PINO, M. T. L.; VERSTRAETEN, S.V

Mendoza

Congreso; XLVIII Reunión Anual Sociedad Argentina de Investigación en Bioquímica y Biología Molecular; 2012

In PC12 cells with or without added EGF, thallium (Tl) increases cyclins D1 and E contents, and arrests cells cycle in G0/G1. EGF also protects cells from Tl-mediated apoptosis. In this study we analyzed the expression of p21 and p53, involved in cell cycle arrest. Tl(I) and Tl(III) increased nuclear p53 content which was prevented by EGF. Tl(I) and Tl(III) increased cytosolic p21 content regardless EGF presence.
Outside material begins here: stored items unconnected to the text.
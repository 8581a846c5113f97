//! HTTP resolution handler for vanity import paths.
//!
//! Turns an inbound request into a health-probe acknowledgment, an
//! HTTPS-upgrade redirect, a documentation redirect, or a rendered
//! meta-tag page, with one bounded backend resolution per request.

use std::sync::Arc;
use std::time::{Duration, Instant};

use axum::{
    Router,
    extract::{Query, Request, State},
    http::{Method, StatusCode, header},
    response::{Html, IntoResponse, Redirect, Response},
};
use serde::Deserialize;
use thiserror::Error;
use tower::ServiceBuilder;
use tower_http::trace::TraceLayer;
use tracing::error;
use vanir::{Backend, BackendError, Entry};

use crate::metrics::Metrics;

const LB_PROBE_USER_AGENT: &str = "GoogleHC/1.0";
const X_FORWARDED_HOST: &str = "x-forwarded-host";
const X_FORWARDED_PROTO: &str = "x-forwarded-proto";

/// Shared state of the resolution handler, fixed at construction.
pub struct VanityState {
    pub backend: Arc<dyn Backend>,
    pub doc_base_url: String,
    pub call_deadline: Duration,
    pub metrics: Arc<Metrics>,
}

#[derive(Debug, Deserialize)]
struct ResolveParams {
    #[serde(rename = "go-get")]
    go_get: Option<String>,
}

/// Build the resolution router; every path is answered by the resolver.
pub fn router(state: Arc<VanityState>) -> Router {
    Router::new()
        .fallback(resolve)
        .layer(ServiceBuilder::new().layer(TraceLayer::new_for_http()))
        .with_state(state)
}

async fn resolve(
    State(state): State<Arc<VanityState>>,
    Query(params): Query<ResolveParams>,
    request: Request,
) -> Response {
    // tell the load balancer everything is fine
    if user_agent(&request) == Some(LB_PROBE_USER_AGENT) {
        return StatusCode::OK.into_response();
    }

    if !is_https(&request) {
        let path_and_query = request
            .uri()
            .path_and_query()
            .map(|pq| pq.as_str())
            .unwrap_or("/");
        let target = format!("https://{}{}", host(&request), path_and_query);
        return (StatusCode::MOVED_PERMANENTLY, [(header::LOCATION, target)]).into_response();
    }

    if request.method() != Method::GET {
        return StatusCode::METHOD_NOT_ALLOWED.into_response();
    }

    let import_path = format!("{}{}", host(&request), request.uri().path());

    let started = Instant::now();
    let resolved = resolve_entry(&state, &import_path).await;
    state.metrics.observe_backend(started.elapsed());

    let (entry, suffix) = match resolved {
        Ok(found) => {
            state.metrics.inc_calls();
            found
        }
        Err(BackendError::NotFound) => {
            state.metrics.inc_not_found();
            return StatusCode::NOT_FOUND.into_response();
        }
        Err(err) => {
            error!("unable to resolve {import_path}: {err}");
            state.metrics.inc_errors();
            return (StatusCode::INTERNAL_SERVER_ERROR, err.to_string()).into_response();
        }
    };

    if params.go_get.as_deref() != Some("1") {
        state.metrics.inc_doc_redirects();
        let target = format!("{}{}", state.doc_base_url, import_path);
        return Redirect::temporary(&target).into_response();
    }

    let vcs_root = format!("{}{}", entry.vcs_root, suffix);
    match render_meta(&import_path, &entry.vcs, &vcs_root) {
        Ok(body) => (
            StatusCode::OK,
            [(header::CACHE_CONTROL, "public, max-age=300")],
            Html(body),
        )
            .into_response(),
        Err(err) => {
            error!("unable to render meta tags for {import_path}: {err}");
            state.metrics.inc_template_errors();
            (StatusCode::INTERNAL_SERVER_ERROR, err.to_string()).into_response()
        }
    }
}

/// Resolve `import_path` to its registered entry under one deadline window.
async fn resolve_entry(state: &VanityState, import_path: &str) -> vanir::Result<(Entry, String)> {
    match tokio::time::timeout(
        state.call_deadline,
        lookup_prefixes(state.backend.as_ref(), import_path),
    )
    .await
    {
        Ok(result) => result,
        Err(_) => Err(BackendError::Cancelled),
    }
}

/// Look up `import_path`, trimming trailing path segments until a
/// registered entry matches. The returned suffix is the request path
/// portion beyond the matched import path.
async fn lookup_prefixes(backend: &dyn Backend, import_path: &str) -> vanir::Result<(Entry, String)> {
    let mut prefix = import_path;
    loop {
        match backend.get(prefix).await {
            Ok(entry) => {
                let suffix = import_path[prefix.len()..].to_string();
                return Ok((entry, suffix));
            }
            Err(BackendError::NotFound) => match prefix.rfind('/') {
                Some(cut) => prefix = &prefix[..cut],
                None => return Err(BackendError::NotFound),
            },
            Err(err) => return Err(err),
        }
    }
}

fn user_agent(request: &Request) -> Option<&str> {
    header_str(request, header::USER_AGENT.as_str())
}

/// Effective host of the request; a forwarding proxy's header wins over
/// the raw host.
fn host(request: &Request) -> String {
    if let Some(forwarded) = header_str(request, X_FORWARDED_HOST) {
        return forwarded.to_string();
    }
    if let Some(host) = header_str(request, header::HOST.as_str()) {
        return host.to_string();
    }
    request
        .uri()
        .authority()
        .map(|authority| authority.to_string())
        .unwrap_or_default()
}

/// HTTPS detection. An absolute request URI scheme is authoritative;
/// otherwise `X-Forwarded-Proto` decides; otherwise the request counts as
/// insecure. TLS connection state is never consulted, the server sits
/// behind a TLS-terminating ingress.
fn is_https(request: &Request) -> bool {
    if let Some(scheme) = request.uri().scheme_str() {
        return scheme.eq_ignore_ascii_case("https");
    }
    header_str(request, X_FORWARDED_PROTO)
        .is_some_and(|proto| proto.eq_ignore_ascii_case("https"))
}

fn header_str<'r>(request: &'r Request, name: &str) -> Option<&'r str> {
    request
        .headers()
        .get(name)
        .and_then(|value| value.to_str().ok())
}

/// Meta-tag rendering failures.
///
/// Counted apart from backend failures: a field that would corrupt the
/// space-delimited meta content indicates a malformed stored entry, a
/// local defect rather than a storage problem.
#[derive(Debug, Error)]
pub enum RenderError {
    #[error("{field} is empty")]
    Empty { field: &'static str },

    #[error("{field} contains whitespace: {value:?}")]
    Whitespace { field: &'static str, value: String },
}

/// Render the meta-tag page consumed by package tooling.
fn render_meta(
    import_path: &str,
    vcs: &str,
    vcs_root: &str,
) -> std::result::Result<String, RenderError> {
    for (field, value) in [
        ("import path", import_path),
        ("vcs", vcs),
        ("vcs root", vcs_root),
    ] {
        if value.is_empty() {
            return Err(RenderError::Empty { field });
        }
        if value.chars().any(char::is_whitespace) {
            return Err(RenderError::Whitespace {
                field,
                value: value.to_string(),
            });
        }
    }

    Ok(format!(
        "<!DOCTYPE html><html><head>\n\
         <meta http-equiv=\"Content-Type\" content=\"text/html; charset=utf-8\"/>\n\
         <meta name=\"go-import\" content=\"{import_path} {vcs} {vcs_root}\">\n\
         <meta name=\"go-source\" content=\"{import_path} {vcs_root} {vcs_root}/tree/master{{/dir}} {vcs_root}/blob/master{{/dir}}/{{file}}#L{{line}}\">\n\
         </head></html>\n"
    ))
}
Even when the activation of Ras/Raf/MEK/ERK pathway by EGF is an early event, p-ERK was still increased after 24 h of Tl treatment. Tl(I) increased the pro-apoptotic MAPK p-p38, which was partially prevented by EGF. Tl(III) increased p-p38 but only at 100 mM concentration. c-jun phosphorylation by JNK1 participates in G1 to S phase transition, while its phosphorylation by JNK2 targets c-jun for degradation. Tl(I) increased p-JNK1, which was prevented by EGF. Tl(III) did not affect JNK1 phosphorylation, and low levels of p-JNK1 were detected in EGF-supplemented cells. Tl(I), but not Tl(III), increased p-JNK2, which was prevented by EGF. Finally, EGF decreased the content of c-jun in Tl(I)- and Tl(III)-treated cells nuclei. Together, results indicate that the protective effect of EGF on Tl-mediated cell apoptosis may proceed by the prevention of the activation of pro-apoptotic MAPKs. Work supported by grants of the University of Buenos Aires and CONICET, Argentina.